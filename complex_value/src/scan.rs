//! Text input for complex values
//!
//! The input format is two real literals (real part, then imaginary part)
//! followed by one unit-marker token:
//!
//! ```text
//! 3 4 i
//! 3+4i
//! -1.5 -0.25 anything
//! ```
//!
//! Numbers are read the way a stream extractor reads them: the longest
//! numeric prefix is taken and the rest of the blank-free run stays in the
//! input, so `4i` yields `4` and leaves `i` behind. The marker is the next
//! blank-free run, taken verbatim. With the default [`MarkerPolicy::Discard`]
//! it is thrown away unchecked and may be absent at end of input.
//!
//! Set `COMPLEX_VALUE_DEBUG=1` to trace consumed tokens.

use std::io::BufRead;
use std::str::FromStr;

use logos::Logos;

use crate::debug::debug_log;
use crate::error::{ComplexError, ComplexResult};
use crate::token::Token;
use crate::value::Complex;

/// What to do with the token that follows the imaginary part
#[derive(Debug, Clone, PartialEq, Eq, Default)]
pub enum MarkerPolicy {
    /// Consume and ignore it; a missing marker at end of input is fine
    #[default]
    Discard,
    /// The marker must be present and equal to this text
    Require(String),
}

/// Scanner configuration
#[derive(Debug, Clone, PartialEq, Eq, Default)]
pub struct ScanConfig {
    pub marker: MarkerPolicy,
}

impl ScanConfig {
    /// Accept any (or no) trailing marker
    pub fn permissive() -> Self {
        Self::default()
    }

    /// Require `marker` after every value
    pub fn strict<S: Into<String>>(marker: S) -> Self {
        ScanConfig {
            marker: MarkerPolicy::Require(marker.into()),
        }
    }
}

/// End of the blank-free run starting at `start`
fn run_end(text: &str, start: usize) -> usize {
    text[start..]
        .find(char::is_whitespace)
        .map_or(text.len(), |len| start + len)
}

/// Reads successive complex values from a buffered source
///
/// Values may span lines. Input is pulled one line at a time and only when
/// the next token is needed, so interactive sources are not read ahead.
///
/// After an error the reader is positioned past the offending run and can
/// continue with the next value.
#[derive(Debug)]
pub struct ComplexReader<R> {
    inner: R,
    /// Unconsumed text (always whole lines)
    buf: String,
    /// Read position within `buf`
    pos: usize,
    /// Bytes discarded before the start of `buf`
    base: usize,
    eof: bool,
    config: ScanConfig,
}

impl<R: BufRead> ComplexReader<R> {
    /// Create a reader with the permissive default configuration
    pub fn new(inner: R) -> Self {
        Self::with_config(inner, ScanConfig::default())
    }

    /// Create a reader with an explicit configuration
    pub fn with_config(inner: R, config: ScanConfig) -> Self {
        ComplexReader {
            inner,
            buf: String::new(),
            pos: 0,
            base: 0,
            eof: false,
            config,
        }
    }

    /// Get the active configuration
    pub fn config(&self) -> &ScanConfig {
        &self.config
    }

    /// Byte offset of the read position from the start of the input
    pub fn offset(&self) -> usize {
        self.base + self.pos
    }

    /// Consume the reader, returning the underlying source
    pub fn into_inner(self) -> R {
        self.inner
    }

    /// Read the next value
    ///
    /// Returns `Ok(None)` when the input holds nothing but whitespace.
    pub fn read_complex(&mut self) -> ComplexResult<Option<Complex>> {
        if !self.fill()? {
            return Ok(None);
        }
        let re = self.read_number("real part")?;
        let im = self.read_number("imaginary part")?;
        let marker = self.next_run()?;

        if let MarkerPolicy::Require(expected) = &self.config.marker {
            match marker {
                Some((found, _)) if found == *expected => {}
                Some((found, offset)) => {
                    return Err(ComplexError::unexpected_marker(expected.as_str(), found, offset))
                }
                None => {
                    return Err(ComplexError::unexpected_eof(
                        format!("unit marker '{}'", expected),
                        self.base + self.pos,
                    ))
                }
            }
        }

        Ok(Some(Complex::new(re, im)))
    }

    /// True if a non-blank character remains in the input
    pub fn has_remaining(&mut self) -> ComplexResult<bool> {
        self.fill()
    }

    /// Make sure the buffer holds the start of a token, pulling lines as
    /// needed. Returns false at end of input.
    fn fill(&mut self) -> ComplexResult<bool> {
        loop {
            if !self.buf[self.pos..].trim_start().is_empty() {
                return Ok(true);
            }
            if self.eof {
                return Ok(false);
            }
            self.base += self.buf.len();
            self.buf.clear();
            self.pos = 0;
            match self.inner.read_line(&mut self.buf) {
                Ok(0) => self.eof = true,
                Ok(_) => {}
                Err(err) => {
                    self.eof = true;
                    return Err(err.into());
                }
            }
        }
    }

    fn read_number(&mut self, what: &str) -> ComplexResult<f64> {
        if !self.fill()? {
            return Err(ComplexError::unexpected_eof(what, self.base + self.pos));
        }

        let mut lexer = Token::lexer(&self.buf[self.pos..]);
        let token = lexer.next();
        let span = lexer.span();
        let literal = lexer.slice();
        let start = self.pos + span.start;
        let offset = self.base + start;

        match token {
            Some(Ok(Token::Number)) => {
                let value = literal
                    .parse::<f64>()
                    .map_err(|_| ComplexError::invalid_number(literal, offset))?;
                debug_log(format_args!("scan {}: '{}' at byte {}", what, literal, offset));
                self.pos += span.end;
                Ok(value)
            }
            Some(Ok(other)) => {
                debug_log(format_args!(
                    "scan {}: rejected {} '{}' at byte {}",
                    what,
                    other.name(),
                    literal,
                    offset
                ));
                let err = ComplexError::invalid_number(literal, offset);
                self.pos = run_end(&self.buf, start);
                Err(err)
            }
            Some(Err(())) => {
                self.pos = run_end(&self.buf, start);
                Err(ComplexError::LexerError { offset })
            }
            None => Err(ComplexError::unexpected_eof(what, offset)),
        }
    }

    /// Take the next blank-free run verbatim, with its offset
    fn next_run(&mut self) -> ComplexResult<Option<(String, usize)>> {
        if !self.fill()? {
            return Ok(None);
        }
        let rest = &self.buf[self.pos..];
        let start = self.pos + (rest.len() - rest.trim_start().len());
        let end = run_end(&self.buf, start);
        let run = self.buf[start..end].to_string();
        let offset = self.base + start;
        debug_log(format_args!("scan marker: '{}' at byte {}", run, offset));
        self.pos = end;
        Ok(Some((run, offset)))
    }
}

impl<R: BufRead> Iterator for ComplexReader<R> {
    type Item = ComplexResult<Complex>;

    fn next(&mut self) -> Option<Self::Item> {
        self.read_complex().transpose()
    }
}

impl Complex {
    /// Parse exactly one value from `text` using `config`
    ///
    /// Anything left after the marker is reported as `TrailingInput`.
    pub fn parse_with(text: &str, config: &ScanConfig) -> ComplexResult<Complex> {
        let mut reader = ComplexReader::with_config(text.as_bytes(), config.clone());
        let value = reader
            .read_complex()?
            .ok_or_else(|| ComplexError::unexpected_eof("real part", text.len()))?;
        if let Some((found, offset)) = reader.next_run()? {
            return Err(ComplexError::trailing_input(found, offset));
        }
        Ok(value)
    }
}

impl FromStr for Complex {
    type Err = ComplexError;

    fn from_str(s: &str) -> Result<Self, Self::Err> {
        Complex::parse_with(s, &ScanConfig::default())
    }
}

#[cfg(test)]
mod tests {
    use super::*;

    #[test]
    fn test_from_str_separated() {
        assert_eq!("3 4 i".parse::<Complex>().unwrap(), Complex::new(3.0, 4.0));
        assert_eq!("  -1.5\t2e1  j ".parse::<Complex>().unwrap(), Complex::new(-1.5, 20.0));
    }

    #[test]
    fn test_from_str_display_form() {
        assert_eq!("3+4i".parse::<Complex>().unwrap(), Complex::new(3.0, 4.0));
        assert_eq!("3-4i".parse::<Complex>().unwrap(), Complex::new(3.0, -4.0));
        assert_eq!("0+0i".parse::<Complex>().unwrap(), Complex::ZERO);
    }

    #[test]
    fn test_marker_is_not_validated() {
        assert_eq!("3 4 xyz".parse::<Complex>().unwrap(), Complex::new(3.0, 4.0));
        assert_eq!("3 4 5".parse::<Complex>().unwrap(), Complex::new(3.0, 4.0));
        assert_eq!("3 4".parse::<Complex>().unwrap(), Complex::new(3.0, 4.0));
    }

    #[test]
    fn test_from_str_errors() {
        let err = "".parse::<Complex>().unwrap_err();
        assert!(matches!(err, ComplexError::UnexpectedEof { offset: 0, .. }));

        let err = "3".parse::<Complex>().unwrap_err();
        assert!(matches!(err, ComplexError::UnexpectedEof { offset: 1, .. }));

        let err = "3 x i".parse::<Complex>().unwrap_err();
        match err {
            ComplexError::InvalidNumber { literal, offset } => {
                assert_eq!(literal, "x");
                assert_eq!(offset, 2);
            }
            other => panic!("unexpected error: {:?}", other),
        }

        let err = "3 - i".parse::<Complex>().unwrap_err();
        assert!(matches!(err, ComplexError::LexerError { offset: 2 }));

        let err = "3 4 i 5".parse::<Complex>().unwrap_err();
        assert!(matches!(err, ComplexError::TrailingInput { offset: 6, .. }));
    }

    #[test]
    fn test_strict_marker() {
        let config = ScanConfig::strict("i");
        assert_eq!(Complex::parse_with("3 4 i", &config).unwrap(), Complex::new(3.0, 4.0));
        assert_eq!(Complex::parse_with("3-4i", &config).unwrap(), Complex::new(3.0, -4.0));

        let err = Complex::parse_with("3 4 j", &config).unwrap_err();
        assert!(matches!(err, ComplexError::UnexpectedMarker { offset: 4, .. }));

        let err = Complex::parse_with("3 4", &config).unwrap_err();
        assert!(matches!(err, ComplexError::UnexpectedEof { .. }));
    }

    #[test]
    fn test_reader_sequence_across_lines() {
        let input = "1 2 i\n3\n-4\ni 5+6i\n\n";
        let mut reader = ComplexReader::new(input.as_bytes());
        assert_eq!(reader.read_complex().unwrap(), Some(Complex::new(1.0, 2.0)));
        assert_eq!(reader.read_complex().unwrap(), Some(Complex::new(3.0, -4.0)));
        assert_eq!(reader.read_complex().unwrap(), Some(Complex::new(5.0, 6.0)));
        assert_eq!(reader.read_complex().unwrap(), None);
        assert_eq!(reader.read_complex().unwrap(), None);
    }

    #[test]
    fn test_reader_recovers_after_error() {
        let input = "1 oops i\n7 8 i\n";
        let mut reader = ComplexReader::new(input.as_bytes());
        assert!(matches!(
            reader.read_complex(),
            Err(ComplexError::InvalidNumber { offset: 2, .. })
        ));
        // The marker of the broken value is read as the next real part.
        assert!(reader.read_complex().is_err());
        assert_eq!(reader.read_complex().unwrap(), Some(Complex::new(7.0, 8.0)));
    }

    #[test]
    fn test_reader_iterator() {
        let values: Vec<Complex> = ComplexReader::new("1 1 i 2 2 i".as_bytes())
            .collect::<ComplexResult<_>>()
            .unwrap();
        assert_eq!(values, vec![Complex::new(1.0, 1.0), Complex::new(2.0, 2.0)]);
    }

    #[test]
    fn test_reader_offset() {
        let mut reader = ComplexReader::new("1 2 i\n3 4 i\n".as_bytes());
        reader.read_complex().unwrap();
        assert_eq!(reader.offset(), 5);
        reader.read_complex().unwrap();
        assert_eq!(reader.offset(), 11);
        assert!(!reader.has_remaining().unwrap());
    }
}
- - - - -
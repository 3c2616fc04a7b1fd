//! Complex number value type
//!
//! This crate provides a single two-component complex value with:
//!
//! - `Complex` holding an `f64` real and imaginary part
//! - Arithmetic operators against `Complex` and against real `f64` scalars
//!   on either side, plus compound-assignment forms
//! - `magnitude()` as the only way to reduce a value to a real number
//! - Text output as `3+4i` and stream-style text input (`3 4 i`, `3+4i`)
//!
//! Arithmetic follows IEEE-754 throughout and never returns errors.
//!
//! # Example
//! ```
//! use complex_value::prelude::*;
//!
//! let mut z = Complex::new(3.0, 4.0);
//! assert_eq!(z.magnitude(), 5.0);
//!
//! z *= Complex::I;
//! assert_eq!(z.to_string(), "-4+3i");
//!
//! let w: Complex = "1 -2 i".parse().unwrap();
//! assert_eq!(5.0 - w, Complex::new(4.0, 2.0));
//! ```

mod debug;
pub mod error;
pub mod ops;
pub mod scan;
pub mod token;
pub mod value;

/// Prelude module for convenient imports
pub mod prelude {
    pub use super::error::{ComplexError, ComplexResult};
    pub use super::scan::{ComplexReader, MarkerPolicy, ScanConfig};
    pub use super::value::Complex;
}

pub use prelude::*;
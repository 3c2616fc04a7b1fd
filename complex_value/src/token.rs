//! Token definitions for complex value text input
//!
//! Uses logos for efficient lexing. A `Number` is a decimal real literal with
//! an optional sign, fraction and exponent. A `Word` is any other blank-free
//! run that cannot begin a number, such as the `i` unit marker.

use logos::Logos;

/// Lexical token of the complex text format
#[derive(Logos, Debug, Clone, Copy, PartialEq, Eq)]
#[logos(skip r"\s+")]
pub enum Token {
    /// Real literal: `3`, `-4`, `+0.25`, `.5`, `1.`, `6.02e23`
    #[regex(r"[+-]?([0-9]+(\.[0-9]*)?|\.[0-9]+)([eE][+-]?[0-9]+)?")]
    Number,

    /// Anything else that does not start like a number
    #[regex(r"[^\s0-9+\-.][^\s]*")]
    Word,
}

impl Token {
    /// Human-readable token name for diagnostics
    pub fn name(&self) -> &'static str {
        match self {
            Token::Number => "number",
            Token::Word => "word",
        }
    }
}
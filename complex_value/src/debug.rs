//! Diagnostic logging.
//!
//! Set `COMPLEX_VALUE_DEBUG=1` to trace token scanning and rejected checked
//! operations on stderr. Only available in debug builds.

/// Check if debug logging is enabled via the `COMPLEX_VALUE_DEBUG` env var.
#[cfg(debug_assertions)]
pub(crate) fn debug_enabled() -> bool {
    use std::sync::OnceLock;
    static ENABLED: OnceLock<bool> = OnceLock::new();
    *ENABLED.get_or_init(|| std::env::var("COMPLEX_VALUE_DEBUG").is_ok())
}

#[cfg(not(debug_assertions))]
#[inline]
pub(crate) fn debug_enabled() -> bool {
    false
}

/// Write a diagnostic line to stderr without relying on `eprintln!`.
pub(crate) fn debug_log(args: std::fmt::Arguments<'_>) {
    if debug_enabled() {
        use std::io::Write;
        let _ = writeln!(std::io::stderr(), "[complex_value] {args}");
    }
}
- - - - -
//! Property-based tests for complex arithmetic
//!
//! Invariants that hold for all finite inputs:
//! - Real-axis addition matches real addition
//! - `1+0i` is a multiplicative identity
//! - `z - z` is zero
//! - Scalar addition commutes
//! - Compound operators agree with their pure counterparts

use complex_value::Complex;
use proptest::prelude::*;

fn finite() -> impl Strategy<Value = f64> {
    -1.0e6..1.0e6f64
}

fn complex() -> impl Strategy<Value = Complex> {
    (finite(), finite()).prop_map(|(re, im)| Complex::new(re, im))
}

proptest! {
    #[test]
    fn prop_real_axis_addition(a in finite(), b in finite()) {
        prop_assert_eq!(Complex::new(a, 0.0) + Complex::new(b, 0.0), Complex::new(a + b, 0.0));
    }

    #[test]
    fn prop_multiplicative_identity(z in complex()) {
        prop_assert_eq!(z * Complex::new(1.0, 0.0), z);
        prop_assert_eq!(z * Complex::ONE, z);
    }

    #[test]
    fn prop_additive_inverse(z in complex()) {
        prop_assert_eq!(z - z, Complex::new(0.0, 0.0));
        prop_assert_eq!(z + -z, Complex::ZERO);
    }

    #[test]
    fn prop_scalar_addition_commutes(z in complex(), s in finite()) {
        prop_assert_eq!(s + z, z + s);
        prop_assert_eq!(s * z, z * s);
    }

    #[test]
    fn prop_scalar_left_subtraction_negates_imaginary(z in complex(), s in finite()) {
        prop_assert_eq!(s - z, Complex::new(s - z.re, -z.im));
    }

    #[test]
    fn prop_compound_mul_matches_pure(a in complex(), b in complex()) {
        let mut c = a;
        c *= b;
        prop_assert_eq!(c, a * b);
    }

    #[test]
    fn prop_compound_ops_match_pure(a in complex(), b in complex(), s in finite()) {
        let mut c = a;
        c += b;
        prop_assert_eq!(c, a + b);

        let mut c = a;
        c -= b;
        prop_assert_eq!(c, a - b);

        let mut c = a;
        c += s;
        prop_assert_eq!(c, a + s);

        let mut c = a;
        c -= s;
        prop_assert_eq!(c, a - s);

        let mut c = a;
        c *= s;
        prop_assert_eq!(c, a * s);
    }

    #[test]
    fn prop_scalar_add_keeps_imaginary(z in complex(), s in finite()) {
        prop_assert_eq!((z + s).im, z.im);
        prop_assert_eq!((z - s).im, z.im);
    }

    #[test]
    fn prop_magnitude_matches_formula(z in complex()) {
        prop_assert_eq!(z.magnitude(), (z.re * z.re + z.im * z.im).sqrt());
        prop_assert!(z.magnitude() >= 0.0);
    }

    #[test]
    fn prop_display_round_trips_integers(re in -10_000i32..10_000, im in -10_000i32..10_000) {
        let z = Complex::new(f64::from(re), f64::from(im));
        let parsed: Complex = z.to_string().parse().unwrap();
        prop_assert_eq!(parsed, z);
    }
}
- - - - -
Task to carry out: Return only those lines of the records that contain the string "taken".

Output for this task:
//! numeric prefix is taken and the rest of the blank-free run stays in the
//! blank-free run, taken verbatim. With the default [`MarkerPolicy::Discard`]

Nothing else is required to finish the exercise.